The final rule states that vendors of PHR and PHR related entities may facilitate compliance with this notice requirement by stipulating via contract whether the transmissions to third party service providers will contain PHR identifiable health information. The final rule suggests that both the vendor of PHR/PHR related entity and third party service provider should monitor for compliance with such contractual provisions taking into consideration the size and sophistication of the entity and the sensitivity of the data. Further, the final rule suggests that certain entities that may act as third party service providers, such as "a large advertising platform," may have heightened obligations to monitor the data it receives (even where partners promise not to send PHR identifiable health information to it), particularly if the entity has in the past routinely received unsecured PHR identifiable health information notwithstanding vendors' of PHR/PHR related entities' commitments to the contrary. The final rule distinguishes these heightened monitoring obligations from those of "small firms that do not engage in high-risk activities where the contract precludes sending such data and there is no history of such transmissions."

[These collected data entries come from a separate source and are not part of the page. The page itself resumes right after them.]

//! Shared constants for CLI.

// -------------------------
// Environment variables
// -------------------------

// Common
pub const ZKDROP_CONFIG_FILE: &str = "ZKDROP_CONFIG_FILE";
pub const ZKDROP_TREE_FILE: &str = "ZKDROP_TREE_FILE";
pub const ZKDROP_NOTE_FILE: &str = "ZKDROP_NOTE_FILE";

// Note
pub const ZKDROP_NOTE_OUT: &str = "ZKDROP_NOTE_OUT";
pub const ZKDROP_NOTE_OVERWRITE: &str = "ZKDROP_NOTE_OVERWRITE";

// Tree
pub const ZKDROP_LEAVES_FILE: &str = "ZKDROP_LEAVES_FILE";
pub const ZKDROP_TREE_OUT: &str = "ZKDROP_TREE_OUT";
pub const ZKDROP_CONFIG_OUT: &str = "ZKDROP_CONFIG_OUT";
pub const ZKDROP_PROOF_OUT: &str = "ZKDROP_PROOF_OUT";

// Claim
pub const ZKDROP_RECIPIENT: &str = "ZKDROP_RECIPIENT";
pub const ZKDROP_INPUTS_OUT: &str = "ZKDROP_INPUTS_OUT";
pub const ZKDROP_INPUTS_IN: &str = "ZKDROP_INPUTS_IN";
pub const ZKDROP_CIRCUIT_WASM: &str = "ZKDROP_CIRCUIT_WASM";
pub const ZKDROP_PROVING_KEY: &str = "ZKDROP_PROVING_KEY";
pub const ZKDROP_SNARKJS: &str = "ZKDROP_SNARKJS";
pub const ZKDROP_CALL_DATA_OUT: &str = "ZKDROP_CALL_DATA_OUT";
pub const ZKDROP_MAX_RETRIES: &str = "ZKDROP_MAX_RETRIES";
pub const ZKDROP_RETRY_DELAY_MS: &str = "ZKDROP_RETRY_DELAY_MS";

// -------------------------
// Default values
// -------------------------

// File paths
pub const DEFAULT_CONFIG_FILE: &str = "config.json";
pub const DEFAULT_TREE_FILE: &str = "tree.txt";
pub const DEFAULT_LEAVES_FILE: &str = "leaves.txt";
pub const DEFAULT_NOTE_FILE: &str = "note.json";
pub const DEFAULT_INPUTS_FILE: &str = "claim-inputs.json";
pub const DEFAULT_CIRCUIT_WASM: &str = "withdraw.wasm";
pub const DEFAULT_PROVING_KEY: &str = "withdraw.zkey";
pub const DEFAULT_CALL_DATA_FILE: &str = "claim-proof.json";

// Prover
pub const DEFAULT_MAX_RETRIES: u32 = 2;
pub const DEFAULT_RETRY_DELAY_MS: u64 = 500;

As noted above, this final rule was not issued unanimously-the FTC Commissioners voted 3-2 to finalize the changes, with recently confirmed Commissioners Holyoak and Ferguson opposing the final rule. Among other reasons outlined in their dissenting statement, Commissioners Holyoak and Ferguson argued that the final rule "exceeds the Commission's statutory authority, puts companies at risk of perpetual non-compliance, and opens the Commission to legal challenge that could undermine its institutional integrity." While the finalization of these changes to the HBNR is notable, many of these changes reflect the codification of the position already taken by the FTC in recent years in prior guidance and enforcement actions. In 2021, the FTC adopted by a 3-2 vote a policy statement "Statement of the Commission on Breaches by Health Apps and Other Connected Devices," which took a similarly broad approach to when health apps and connected devices are covered by the HBNR and when there is a "breach" for purposes of the HBNR. Then Commissioners Phillips and Wilson opposed the policy statement based on concerns about the expansion of the HBNR beyond the FTC's statutory authority, among other concerns. Since the 2021 policy statement, the FTC has brought its first two enforcement actions under the HBNR against GoodRx (issued 4-0) and Easy Healthcare (issued 3-0), leveraging its broad interpretation of the meaning of "breach."